• WHAT YOU ARE ASKED TO DO
Once you have read the entries below, give them all again without any difference.

• INPUT RECORDS

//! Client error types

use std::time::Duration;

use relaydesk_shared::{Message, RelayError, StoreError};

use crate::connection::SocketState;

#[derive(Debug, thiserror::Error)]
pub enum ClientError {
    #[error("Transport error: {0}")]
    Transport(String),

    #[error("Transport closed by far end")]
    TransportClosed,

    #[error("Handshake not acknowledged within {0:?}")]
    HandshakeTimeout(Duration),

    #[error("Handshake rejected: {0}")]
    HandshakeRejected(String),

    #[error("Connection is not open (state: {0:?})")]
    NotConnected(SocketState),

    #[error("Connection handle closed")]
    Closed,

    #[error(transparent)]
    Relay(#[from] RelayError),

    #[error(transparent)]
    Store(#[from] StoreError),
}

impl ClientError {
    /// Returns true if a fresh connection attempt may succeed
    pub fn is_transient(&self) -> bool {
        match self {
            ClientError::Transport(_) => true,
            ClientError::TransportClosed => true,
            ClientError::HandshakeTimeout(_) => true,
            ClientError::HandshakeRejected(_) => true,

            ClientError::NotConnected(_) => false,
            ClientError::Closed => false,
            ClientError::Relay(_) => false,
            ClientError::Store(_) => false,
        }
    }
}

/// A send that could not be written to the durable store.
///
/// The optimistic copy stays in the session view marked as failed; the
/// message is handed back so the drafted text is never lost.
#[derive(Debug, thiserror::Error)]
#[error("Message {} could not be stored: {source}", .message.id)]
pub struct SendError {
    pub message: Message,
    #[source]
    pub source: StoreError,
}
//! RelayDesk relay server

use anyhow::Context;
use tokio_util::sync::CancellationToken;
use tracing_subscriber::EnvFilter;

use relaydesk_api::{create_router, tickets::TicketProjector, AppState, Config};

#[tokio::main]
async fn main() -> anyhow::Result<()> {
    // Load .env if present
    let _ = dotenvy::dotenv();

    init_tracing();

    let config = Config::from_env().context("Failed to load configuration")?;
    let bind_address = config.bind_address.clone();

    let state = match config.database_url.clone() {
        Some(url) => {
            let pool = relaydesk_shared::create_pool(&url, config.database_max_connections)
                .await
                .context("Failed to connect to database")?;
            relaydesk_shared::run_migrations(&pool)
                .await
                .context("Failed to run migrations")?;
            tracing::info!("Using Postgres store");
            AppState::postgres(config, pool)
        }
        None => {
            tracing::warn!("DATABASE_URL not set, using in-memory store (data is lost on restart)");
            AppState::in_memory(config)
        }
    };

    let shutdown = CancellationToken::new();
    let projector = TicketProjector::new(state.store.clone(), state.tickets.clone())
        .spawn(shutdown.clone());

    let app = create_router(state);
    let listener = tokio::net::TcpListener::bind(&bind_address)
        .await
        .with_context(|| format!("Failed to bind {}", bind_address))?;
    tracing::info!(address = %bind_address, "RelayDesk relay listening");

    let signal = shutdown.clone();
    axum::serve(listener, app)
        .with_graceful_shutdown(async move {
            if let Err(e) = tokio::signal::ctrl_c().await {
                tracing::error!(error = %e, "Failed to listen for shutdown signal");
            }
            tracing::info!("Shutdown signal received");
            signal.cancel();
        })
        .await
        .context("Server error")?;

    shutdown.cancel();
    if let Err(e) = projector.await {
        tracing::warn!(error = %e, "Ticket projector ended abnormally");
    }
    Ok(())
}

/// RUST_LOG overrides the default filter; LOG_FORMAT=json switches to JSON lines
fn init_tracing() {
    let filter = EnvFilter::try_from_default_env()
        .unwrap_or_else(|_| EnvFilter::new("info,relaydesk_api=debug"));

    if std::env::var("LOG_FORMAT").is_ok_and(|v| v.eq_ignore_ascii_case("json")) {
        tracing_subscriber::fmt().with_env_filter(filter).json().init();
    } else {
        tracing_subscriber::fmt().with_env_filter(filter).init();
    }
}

• EXERCISE ANSWER
//! Client error types

use std::time::Duration;

use relaydesk_shared::{Message, RelayError, StoreError};

use crate::connection::SocketState;

#[derive(Debug, thiserror::Error)]
pub enum ClientError {
    #[error("Transport error: {0}")]
    Transport(String),

    #[error("Transport closed by far end")]
    TransportClosed,

    #[error("Handshake not acknowledged within {0:?}")]
    HandshakeTimeout(Duration),

    #[error("Handshake rejected: {0}")]
    HandshakeRejected(String),

    #[error("Connection is not open (state: {0:?})")]
    NotConnected(SocketState),

    #[error("Connection handle closed")]
    Closed,

    #[error(transparent)]
    Relay(#[from] RelayError),

    #[error(transparent)]
    Store(#[from] StoreError),
}

impl ClientError {
    /// Returns true if a fresh connection attempt may succeed
    pub fn is_transient(&self) -> bool {
        match self {
            ClientError::Transport(_) => true,
            ClientError::TransportClosed => true,
            ClientError::HandshakeTimeout(_) => true,
            ClientError::HandshakeRejected(_) => true,

            ClientError::NotConnected(_) => false,
            ClientError::Closed => false,
            ClientError::Relay(_) => false,
            ClientError::Store(_) => false,
        }
    }
}

/// A send that could not be written to the durable store.
///
/// The optimistic copy stays in the session view marked as failed; the
/// message is handed back so the drafted text is never lost.
#[derive(Debug, thiserror::Error)]
#[error("Message {} could not be stored: {source}", .message.id)]
pub struct SendError {
    pub message: Message,
    #[source]
    pub source: StoreError,
}
//! RelayDesk relay server

use anyhow::Context;
use tokio_util::sync::CancellationToken;
use tracing_subscriber::EnvFilter;

use relaydesk_api::{create_router, tickets::TicketProjector, AppState, Config};

#[tokio::main]
async fn main() -> anyhow::Result<()> {
    // Load .env if present
    let _ = dotenvy::dotenv();

    init_tracing();

    let config = Config::from_env().context("Failed to load configuration")?;
    let bind_address = config.bind_address.clone();

    let state = match config.database_url.clone() {
        Some(url) => {
            let pool = relaydesk_shared::create_pool(&url, config.database_max_connections)
                .await
                .context("Failed to connect to database")?;
            relaydesk_shared::run_migrations(&pool)
                .await
                .context("Failed to run migrations")?;
            tracing::info!("Using Postgres store");
            AppState::postgres(config, pool)
        }
        None => {
            tracing::warn!("DATABASE_URL not set, using in-memory store (data is lost on restart)");
            AppState::in_memory(config)
        }
    };

    let shutdown = CancellationToken::new();
    let projector = TicketProjector::new(state.store.clone(), state.tickets.clone())
        .spawn(shutdown.clone());

    let app = create_router(state);
    let listener = tokio::net::TcpListener::bind(&bind_address)
        .await
        .with_context(|| format!("Failed to bind {}", bind_address))?;
    tracing::info!(address = %bind_address, "RelayDesk relay listening");

    let signal = shutdown.clone();
    axum::serve(listener, app)
        .with_graceful_shutdown(async move {
            if let Err(e) = tokio::signal::ctrl_c().await {
                tracing::error!(error = %e, "Failed to listen for shutdown signal");
            }
            tracing::info!("Shutdown signal received");
            signal.cancel();
        })
        .await
        .context("Server error")?;

    shutdown.cancel();
    if let Err(e) = projector.await {
        tracing::warn!(error = %e, "Ticket projector ended abnormally");
    }
    Ok(())
}

/// RUST_LOG overrides the default filter; LOG_FORMAT=json switches to JSON lines
fn init_tracing() {
    let filter = EnvFilter::try_from_default_env()
        .unwrap_or_else(|_| EnvFilter::new("info,relaydesk_api=debug"));

    if std::env::var("LOG_FORMAT").is_ok_and(|v| v.eq_ignore_ascii_case("json")) {
        tracing_subscriber::fmt().with_env_filter(filter).json().init();
    } else {
        tracing_subscriber::fmt().with_env_filter(filter).init();
    }
}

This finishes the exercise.